§ **Your instructions**
Give as output the line that contains "runtime panic here.", followed by every remaining line of the entries, unchanged and with nothing added.

§ **Dataset entries**
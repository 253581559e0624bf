//! A read model built by folding the global operation log with
//! user-supplied, per-tag handlers.

use std::rc::Rc;

use eventflow_core::Tag;
use eventflow_store::EventData;

/// A projection's accumulated data plus its resume cursor and the
/// handlers that fold new events into that data.
///
/// `cursor` is the highest `opNr` already folded; `advance` is the only
/// thing that changes it.
pub struct Projection<D, Ev> {
    pub(crate) cursor: u64,
    pub(crate) data: D,
    pub(crate) handlers: Vec<(Tag, Rc<dyn Fn(D, &EventData<Ev>) -> D>)>,
}

impl<D, Ev> Projection<D, Ev> {
    /// Start a fresh projection at cursor 0 with the given initial data
    /// and no registered handlers.
    pub fn new(initial_data: D) -> Self {
        Self {
            cursor: 0,
            data: initial_data,
            handlers: Vec::new(),
        }
    }

    /// Resume a projection from a previously saved cursor and data.
    pub fn resume(cursor: u64, data: D) -> Self {
        Self {
            cursor,
            data,
            handlers: Vec::new(),
        }
    }

    /// Register a pure fold handler for events carrying `tag`.
    #[must_use]
    pub fn on(mut self, tag: Tag, handler: impl Fn(D, &EventData<Ev>) -> D + 'static) -> Self {
        self.handlers.push((tag, Rc::new(handler)));
        self
    }

    #[must_use]
    pub fn cursor(&self) -> u64 {
        self.cursor
    }

    #[must_use]
    pub fn data(&self) -> &D {
        &self.data
    }

    pub fn into_data(self) -> D {
        self.data
    }
}
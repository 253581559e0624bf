//! An aggregate definition: the tag naming the aggregate type plus the
//! Flow that describes its behavior.

use std::rc::Rc;

use eventflow_core::Tag;
use eventflow_flow::{compile, CmdFn, Flow, StreamConsumer};

/// Everything the runtime needs to drive one aggregate type: its tag and
/// a factory for a fresh copy of its Flow (flows are not `Clone`, so a
/// factory stands in for one, matching the pattern used by
/// [`eventflow_flow::spec::FlowTestSpecification`]).
pub struct AggregateDefinition<C, E> {
    tag: Tag,
    build_flow: Rc<dyn Fn() -> Flow<C, E>>,
}

impl<C: 'static, E: 'static> AggregateDefinition<C, E> {
    pub fn new(tag: Tag, build_flow: impl Fn() -> Flow<C, E> + 'static) -> Self {
        Self {
            tag,
            build_flow: Rc::new(build_flow),
        }
    }

    #[must_use]
    pub fn tag(&self) -> &Tag {
        &self.tag
    }

    /// Compile a fresh initial consumer for this aggregate's logic, using
    /// an empty (always-`None`) handler as the fallback before the flow's
    /// first `installHandler` node.
    #[must_use]
    pub fn initial_consumer(&self) -> Option<StreamConsumer<C, E>> {
        let empty_handler: Rc<CmdFn<C, E>> = Rc::new(|_: &C| None);
        compile(empty_handler, (self.build_flow)())
    }
}
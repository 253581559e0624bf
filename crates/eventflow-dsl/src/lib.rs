//! The declarative `when(...).guard(...).emit(...).switch(...)` surface
//! syntax, desugaring into [`eventflow_flow::Flow`].
//!
//! This is deliberately the largest crate in the workspace: it carries
//! every DSL ergonomic and validation rule, while the Flow AST and
//! compiler underneath stay minimal.

mod handler;
mod properties;
mod when;

pub use handler::handler;
pub use when::{any_other, when, Clause, When};
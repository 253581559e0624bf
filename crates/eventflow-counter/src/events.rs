//! Events for the counter aggregate.

use serde::{Deserialize, Serialize};

use crate::commands::CreateCounter;

#[derive(Debug, Clone, PartialEq, Eq, Serialize, Deserialize)]
#[serde(tag = "event_type")]
pub enum CounterEvent {
    Created { id: String, start: i64 },
    Incremented { id: String },
    Decremented { id: String },
}

impl CounterEvent {
    #[must_use]
    pub fn event_type(&self) -> &'static str {
        match self {
            Self::Created { .. } => "Created",
            Self::Incremented { .. } => "Incremented",
            Self::Decremented { .. } => "Decremented",
        }
    }
}

/// Structural promotion: `CreateCounter(id, start)` and `Created(id,
/// start)` have identical fields, so `when[Create].emit[Created]` copies
/// them one-to-one. `CreateCounter` carries no other command's shape, so
/// this impl is total: a real command/event mismatch is a compile error at
/// the `emit_structural` call site, not a runtime panic here.
impl From<CreateCounter> for CounterEvent {
    fn from(command: CreateCounter) -> Self {
        Self::Created {
            id: command.id,
            start: command.start,
        }
    }
}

§ **Solution to this exercise**
/// the `emit_structural` call site, not a runtime panic here.
impl From<CreateCounter> for CounterEvent {
    fn from(command: CreateCounter) -> Self {
        Self::Created {
            id: command.id,
            start: command.start,
        }
    }
}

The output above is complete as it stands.